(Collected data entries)

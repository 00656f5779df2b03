//! Position sizing: spreads to allocations to per-ticker order plans.

use super::allocator::correct_allocate_percentages;
use super::analyst::{by_ticker, Candidate};
use crate::market::PriceSource;
use crate::utils::decimal::{percent_of, round_to_cents, truncate_whole, whole_shares};
use rust_decimal::Decimal;
use std::sync::Arc;
use tracing::{debug, error, info, warn};

/// Sized bracket order for one ticker.
#[derive(Debug, Clone, PartialEq)]
pub struct OrderPlan {
    pub ticker: String,
    pub allocation_pct: Decimal,
    pub allotted_cash: Decimal,
    pub current_price: Decimal,
    pub quantity: i64,
    pub take_profit: Decimal,
    pub stop_loss: Decimal,
}

/// Splits available cash across candidates.
pub struct PositionSizer {
    prices: Arc<dyn PriceSource>,
    stop_loss_ratio: Decimal,
}

impl PositionSizer {
    pub fn new(prices: Arc<dyn PriceSource>, stop_loss_ratio: Decimal) -> Self {
        Self {
            prices,
            stop_loss_ratio,
        }
    }

    /// Stop price below `price` at the configured ratio, in cents.
    pub fn stop_loss_for(&self, price: Decimal) -> Decimal {
        round_to_cents(price * self.stop_loss_ratio)
    }

    /// Build order plans in allocation rank order.
    ///
    /// `cash` is truncated to whole units first. Tickers whose price cannot be
    /// fetched, whose quantity rounds to zero or whose take profit does not
    /// clear the stop loss are left out.
    pub async fn plan(&self, candidates: &[Candidate], cash: Decimal) -> Vec<OrderPlan> {
        if candidates.is_empty() {
            info!("💤 [SIZER] No candidates to size");
            return Vec::new();
        }

        let cash = truncate_whole(cash);
        let signals: Vec<(String, Decimal)> = candidates
            .iter()
            .map(|c| (c.ticker.clone(), c.spread))
            .collect();

        let allocations = match correct_allocate_percentages(&signals) {
            Ok(allocations) => allocations,
            Err(e) => {
                error!(error = %e, ?signals, "Allocation failed, nothing to size");
                return Vec::new();
            }
        };

        info!(%cash, "💰 [SIZER] Total available cash");
        for allocation in &allocations {
            debug!(
                ticker = %allocation.ticker,
                spread = %allocation.signal,
                pct = %allocation.percentage.round_dp(4),
                "Allocation"
            );
        }

        let lookup = by_ticker(candidates);
        let mut plans = Vec::with_capacity(allocations.len());

        for allocation in &allocations {
            let ticker = allocation.ticker.as_str();
            let Some(candidate) = lookup.get(ticker) else {
                continue;
            };

            let price = match self.prices.current_price(ticker).await {
                Ok(price) => round_to_cents(price),
                Err(e) => {
                    warn!(%ticker, error = %e, "Skipping, current price unavailable");
                    continue;
                }
            };

            let allotted = percent_of(allocation.percentage, cash);
            let quantity = whole_shares(allotted, price);
            debug!(%ticker, %price, allotted = %allotted.round_dp(2), quantity, "Sized");

            if quantity <= 0 {
                warn!(%ticker, quantity, "Skipping, zero or negative quantity");
                continue;
            }

            let take_profit = round_to_cents(candidate.predicted_limit);
            let stop_loss = self.stop_loss_for(price);
            if take_profit <= stop_loss {
                warn!(
                    %ticker,
                    %take_profit,
                    %stop_loss,
                    "Skipping, take profit must be above stop loss"
                );
                continue;
            }

            plans.push(OrderPlan {
                ticker: ticker.to_string(),
                allocation_pct: allocation.percentage,
                allotted_cash: allotted,
                current_price: price,
                quantity,
                take_profit,
                stop_loss,
            });
        }

        plans
    }
}
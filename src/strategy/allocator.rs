//! Capital allocation: turns per-ticker spread signals into cash percentages.
//!
//! The normalizer ranks signals, converts them into shares of their total,
//! forces the top share to dominate the runner-up by [`DOMINANCE_FACTOR`],
//! takes the surplus back out of the other entries, clamps negatives and
//! renormalizes so the result always sums to 100.

use rust_decimal::Decimal;
use rust_decimal_macros::dec;
use std::collections::{BTreeMap, HashSet};
use thiserror::Error;
use tracing::debug;

/// Minimum ratio between the leader's share and the runner-up's share.
pub const DOMINANCE_FACTOR: Decimal = dec!(1.2);

const HUNDRED: Decimal = dec!(100);

/// Inputs the normalizer refuses to allocate.
#[derive(Debug, Clone, PartialEq, Eq, Error)]
pub enum AllocationError {
    #[error("no signals to allocate")]
    Empty,
    #[error("ticker {0} appears more than once")]
    DuplicateTicker(String),
    #[error("signals sum to zero")]
    ZeroTotal,
    #[error("every share was clamped to zero")]
    Degenerate,
    #[error("allocation arithmetic overflowed")]
    Overflow,
}

/// Allocated share of cash for one ticker.
#[derive(Debug, Clone, PartialEq)]
pub struct Allocation {
    /// Ticker symbol (e.g., "AAPL")
    pub ticker: String,
    /// Raw signal the share was derived from
    pub signal: Decimal,
    /// Percentage of cash, 0-100
    pub percentage: Decimal,
    /// Position in the ranking (1 = largest signal)
    pub rank: usize,
}

/// Normalize raw signals into percentage allocations summing to 100.
///
/// `signals` is in discovery order; equal signals keep that order when ranked,
/// so the earlier ticker wins a tie for the top spot. The result is in rank
/// order (largest signal first).
///
/// # Errors
/// Empty input, duplicate tickers and a zero signal total are rejected, as is
/// the case where clamping leaves nothing to renormalize. Signals whose shares
/// fall outside `Decimal` range give [`AllocationError::Overflow`].
pub fn correct_allocate_percentages(
    signals: &[(String, Decimal)],
) -> Result<Vec<Allocation>, AllocationError> {
    if signals.is_empty() {
        return Err(AllocationError::Empty);
    }

    let mut seen = HashSet::with_capacity(signals.len());
    for (ticker, _) in signals {
        if !seen.insert(ticker.as_str()) {
            return Err(AllocationError::DuplicateTicker(ticker.clone()));
        }
    }

    let total = checked_sum(signals.iter().map(|(_, signal)| signal))?;
    if total.is_zero() {
        return Err(AllocationError::ZeroTotal);
    }

    // sort_by is stable
    let mut ranked: Vec<usize> = (0..signals.len()).collect();
    ranked.sort_by(|&a, &b| signals[b].1.cmp(&signals[a].1));

    let mut shares = ranked
        .iter()
        .map(|&idx| percent_of(signals[idx].1, total))
        .collect::<Result<Vec<_>, _>>()?;

    if shares.len() > 1 {
        let floor = shares[1]
            .checked_mul(DOMINANCE_FACTOR)
            .ok_or(AllocationError::Overflow)?;
        if shares[0] <= floor {
            shares[0] = floor;
        }
    }

    let extra = checked_sum(&shares)?
        .checked_sub(HUNDRED)
        .ok_or(AllocationError::Overflow)?;
    debug!(%total, %extra, "Applying dominance floor");

    // The non-leader sum is re-read after every adjustment.
    for i in 1..shares.len() {
        let rest = checked_sum(&shares[1..])?;
        if rest.is_zero() {
            continue;
        }
        let delta = shares[i]
            .checked_div(rest)
            .and_then(|ratio| ratio.checked_mul(extra))
            .ok_or(AllocationError::Overflow)?;
        shares[i] = shares[i]
            .checked_sub(delta)
            .ok_or(AllocationError::Overflow)?;
    }

    for share in shares.iter_mut() {
        if *share < Decimal::ZERO {
            *share = Decimal::ZERO;
        }
    }

    let clamped_total = checked_sum(&shares)?;
    if clamped_total.is_zero() {
        return Err(AllocationError::Degenerate);
    }

    ranked
        .into_iter()
        .zip(shares)
        .enumerate()
        .map(|(pos, (idx, share))| {
            Ok(Allocation {
                ticker: signals[idx].0.clone(),
                signal: signals[idx].1,
                percentage: percent_of(share, clamped_total)?,
                rank: pos + 1,
            })
        })
        .collect()
}

fn checked_sum<'a>(
    values: impl IntoIterator<Item = &'a Decimal>,
) -> Result<Decimal, AllocationError> {
    values.into_iter().try_fold(Decimal::ZERO, |acc, value| {
        acc.checked_add(*value).ok_or(AllocationError::Overflow)
    })
}

/// `part / whole * 100`
fn percent_of(part: Decimal, whole: Decimal) -> Result<Decimal, AllocationError> {
    part.checked_div(whole)
        .and_then(|ratio| ratio.checked_mul(HUNDRED))
        .ok_or(AllocationError::Overflow)
}

/// Keyed view of an allocation: ticker -> percentage.
pub fn percentage_map(allocations: &[Allocation]) -> BTreeMap<String, Decimal> {
    allocations
        .iter()
        .map(|a| (a.ticker.clone(), a.percentage))
        .collect()
}

#[cfg(test)]
mod tests {
    use super::*;

    // =========================================================================
    // Test Helpers
    // =========================================================================

    const TOLERANCE: Decimal = dec!(0.000001);

    fn signals(entries: &[(&str, Decimal)]) -> Vec<(String, Decimal)> {
        entries
            .iter()
            .map(|(ticker, signal)| (ticker.to_string(), *signal))
            .collect()
    }

    fn assert_close(actual: Decimal, expected: Decimal, tolerance: Decimal) {
        assert!(
            (actual - expected).abs() <= tolerance,
            "expected {} got {}",
            expected,
            actual
        );
    }

    fn total(allocations: &[Allocation]) -> Decimal {
        allocations.iter().map(|a| a.percentage).sum()
    }

    // =========================================================================
    // Scenario Tests
    // =========================================================================

    #[test]
    fn test_clear_leader_is_not_inflated() {
        let input = signals(&[("AAA", dec!(30)), ("BBB", dec!(20)), ("CCC", dec!(10))]);
        let allocations = correct_allocate_percentages(&input).unwrap();
        let map = percentage_map(&allocations);

        assert_close(map["AAA"], dec!(50), TOLERANCE);
        assert_close(map["BBB"], dec!(33.333333), TOLERANCE);
        assert_close(map["CCC"], dec!(16.666667), TOLERANCE);
        assert_close(total(&allocations), dec!(100), TOLERANCE);
    }

    #[test]
    fn test_narrow_leader_is_inflated_and_rest_shrinks() {
        let input = signals(&[("AAA", dec!(21)), ("BBB", dec!(20)), ("CCC", dec!(10))]);
        let allocations = correct_allocate_percentages(&input).unwrap();
        let map = percentage_map(&allocations);

        // Raw shares are 41.18 / 39.22 / 19.61
        assert!(map["AAA"] > dec!(41.18));
        assert!(map["BBB"] < dec!(39.21));
        assert!(map["CCC"] < dec!(19.60));

        assert_close(map["AAA"], dec!(47.124825), dec!(0.00001));
        assert_close(map["BBB"], dec!(35.343619), dec!(0.00001));
        assert_close(map["CCC"], dec!(17.531557), dec!(0.00001));

        // Runner-ups keep roughly their 2:1 relationship
        let ratio = map["BBB"] / map["CCC"];
        assert!(ratio > dec!(1.98) && ratio < dec!(2.03));

        assert!(map["AAA"] >= map["BBB"] * DOMINANCE_FACTOR);
        assert_close(total(&allocations), dec!(100), TOLERANCE);
    }

    #[test]
    fn test_shrink_below_zero_is_clamped() {
        // A negative spread makes the non-leader pool small enough that
        // taking the surplus back drives CCC under zero.
        let input = signals(&[("AAA", dec!(50)), ("BBB", dec!(45)), ("CCC", dec!(-40))]);
        let allocations = correct_allocate_percentages(&input).unwrap();
        let map = percentage_map(&allocations);

        assert_eq!(map["CCC"], Decimal::ZERO);
        assert_close(map["AAA"], dec!(85.714286), dec!(0.00001));
        assert_close(map["BBB"], dec!(14.285714), dec!(0.00001));
        assert_close(total(&allocations), dec!(100), TOLERANCE);
    }

    #[test]
    fn test_single_entry_gets_everything() {
        let allocations = correct_allocate_percentages(&signals(&[("AAA", dec!(3.7))])).unwrap();
        assert_eq!(allocations.len(), 1);
        assert_eq!(allocations[0].percentage, dec!(100));

        let negative = correct_allocate_percentages(&signals(&[("AAA", dec!(-2))])).unwrap();
        assert_eq!(negative[0].percentage, dec!(100));
    }

    #[test]
    fn test_negative_total_keeps_inversion() {
        // Total is -5, so the positive spread gets a negative raw share.
        let input = signals(&[("AAA", dec!(5)), ("BBB", dec!(-10))]);
        let map = percentage_map(&correct_allocate_percentages(&input).unwrap());

        assert_close(map["AAA"], dec!(100), TOLERANCE);
        assert_eq!(map["BBB"], Decimal::ZERO);
    }

    #[test]
    fn test_leader_at_exact_floor_is_untouched() {
        let input = signals(&[
            ("AAA", dec!(1.5)),
            ("BBB", dec!(1.25)),
            ("CCC", dec!(0.75)),
            ("DDD", dec!(0.5)),
        ]);
        let map = percentage_map(&correct_allocate_percentages(&input).unwrap());

        assert_close(map["AAA"], dec!(37.5), TOLERANCE);
        assert_close(map["BBB"], dec!(31.25), TOLERANCE);
        assert_close(map["CCC"], dec!(18.75), TOLERANCE);
        assert_close(map["DDD"], dec!(12.5), TOLERANCE);
    }

    // =========================================================================
    // Ordering Tests
    // =========================================================================

    #[test]
    fn test_result_is_in_rank_order() {
        let input = signals(&[("CCC", dec!(10)), ("AAA", dec!(30)), ("BBB", dec!(20))]);
        let allocations = correct_allocate_percentages(&input).unwrap();

        let tickers: Vec<&str> = allocations.iter().map(|a| a.ticker.as_str()).collect();
        assert_eq!(tickers, vec!["AAA", "BBB", "CCC"]);
        assert_eq!(allocations[0].rank, 1);
        assert_eq!(allocations[2].rank, 3);
        assert_eq!(allocations[2].signal, dec!(10));
    }

    #[test]
    fn test_permuting_input_gives_same_mapping() {
        let a = signals(&[("AAA", dec!(21)), ("BBB", dec!(20)), ("CCC", dec!(10))]);
        let b = signals(&[("CCC", dec!(10)), ("AAA", dec!(21)), ("BBB", dec!(20))]);
        let c = signals(&[("BBB", dec!(20)), ("CCC", dec!(10)), ("AAA", dec!(21))]);

        let map_a = percentage_map(&correct_allocate_percentages(&a).unwrap());
        let map_b = percentage_map(&correct_allocate_percentages(&b).unwrap());
        let map_c = percentage_map(&correct_allocate_percentages(&c).unwrap());

        assert_eq!(map_a, map_b);
        assert_eq!(map_a, map_c);
    }

    #[test]
    fn test_tie_goes_to_earlier_ticker() {
        let first = percentage_map(
            &correct_allocate_percentages(&signals(&[("AAA", dec!(10)), ("BBB", dec!(10))]))
                .unwrap(),
        );
        assert_close(first["AAA"], dec!(60), TOLERANCE);
        assert_close(first["BBB"], dec!(40), TOLERANCE);

        let swapped = percentage_map(
            &correct_allocate_percentages(&signals(&[("BBB", dec!(10)), ("AAA", dec!(10))]))
                .unwrap(),
        );
        assert_close(swapped["BBB"], dec!(60), TOLERANCE);
        assert_close(swapped["AAA"], dec!(40), TOLERANCE);
    }

    // =========================================================================
    // Invariant Tests
    // =========================================================================

    #[test]
    fn test_invariants_hold_across_inputs() {
        let cases = vec![
            signals(&[("A", dec!(1)), ("B", dec!(2)), ("C", dec!(3)), ("D", dec!(4))]),
            signals(&[("A", dec!(0.37)), ("B", dec!(12.9)), ("C", dec!(0))]),
            signals(&[("A", dec!(-1.5)), ("B", dec!(4.25)), ("C", dec!(2.1))]),
            signals(&[("A", dec!(7)), ("B", dec!(6.9)), ("C", dec!(6.8)), ("D", dec!(6.7))]),
            signals(&[("A", dec!(-3)), ("B", dec!(-4))]),
        ];

        for input in cases {
            let allocations = correct_allocate_percentages(&input).unwrap();
            assert_eq!(allocations.len(), input.len());
            assert_close(total(&allocations), dec!(100), TOLERANCE);

            for allocation in &allocations {
                assert!(allocation.percentage >= Decimal::ZERO, "{:?}", allocation);
                assert!(allocation.percentage <= dec!(100), "{:?}", allocation);
            }

            let top = allocations[0].percentage;
            let second = allocations[1].percentage;
            assert!(
                top + TOLERANCE >= second * DOMINANCE_FACTOR,
                "leader {} vs runner-up {} for {:?}",
                top,
                second,
                input
            );
        }
    }

    // =========================================================================
    // Degenerate Input Tests
    // =========================================================================

    #[test]
    fn test_empty_input_rejected() {
        assert_eq!(
            correct_allocate_percentages(&[]),
            Err(AllocationError::Empty)
        );
    }

    #[test]
    fn test_zero_total_rejected() {
        let input = signals(&[("AAA", dec!(5)), ("BBB", dec!(-5))]);
        assert_eq!(
            correct_allocate_percentages(&input),
            Err(AllocationError::ZeroTotal)
        );

        let zeros = signals(&[("AAA", dec!(0)), ("BBB", dec!(0))]);
        assert_eq!(
            correct_allocate_percentages(&zeros),
            Err(AllocationError::ZeroTotal)
        );
    }

    #[test]
    fn test_duplicate_ticker_rejected() {
        let input = signals(&[("AAA", dec!(5)), ("AAA", dec!(3))]);
        assert_eq!(
            correct_allocate_percentages(&input),
            Err(AllocationError::DuplicateTicker("AAA".to_string()))
        );
    }

    #[test]
    fn test_huge_signals_with_tiny_total_rejected() {
        // Total is 0.00000001, so the leader's raw share is 1e29 percent.
        let input = signals(&[
            ("AAA", dec!(10000000000000000000)),
            ("BBB", dec!(-9999999999999999999.99999999)),
        ]);
        assert_eq!(
            correct_allocate_percentages(&input),
            Err(AllocationError::Overflow)
        );
    }

    #[test]
    fn test_signal_sum_out_of_range_rejected() {
        let input = signals(&[("AAA", Decimal::MAX), ("BBB", Decimal::MAX)]);
        assert_eq!(
            correct_allocate_percentages(&input),
            Err(AllocationError::Overflow)
        );
    }
}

● Problem details: Return a word-for-word copy of the lines above from the one holding "if quantity <= 0" through the one holding "use thiserror::Error;", with both of them included and nothing besides.

● Answer to this task:
            if quantity <= 0 {
                warn!(%ticker, quantity, "Skipping, zero or negative quantity");
                continue;
            }

            let take_profit = round_to_cents(candidate.predicted_limit);
            let stop_loss = self.stop_loss_for(price);
            if take_profit <= stop_loss {
                warn!(
                    %ticker,
                    %take_profit,
                    %stop_loss,
                    "Skipping, take profit must be above stop loss"
                );
                continue;
            }

            plans.push(OrderPlan {
                ticker: ticker.to_string(),
                allocation_pct: allocation.percentage,
                allotted_cash: allotted,
                current_price: price,
                quantity,
                take_profit,
                stop_loss,
            });
        }

        plans
    }
}
filename src/strategy/allocator.rs
//! Capital allocation: turns per-ticker spread signals into cash percentages.
//!
//! The normalizer ranks signals, converts them into shares of their total,
//! forces the top share to dominate the runner-up by [`DOMINANCE_FACTOR`],
//! takes the surplus back out of the other entries, clamps negatives and
//! renormalizes so the result always sums to 100.

use rust_decimal::Decimal;
use rust_decimal_macros::dec;
use std::collections::{BTreeMap, HashSet};
use thiserror::Error;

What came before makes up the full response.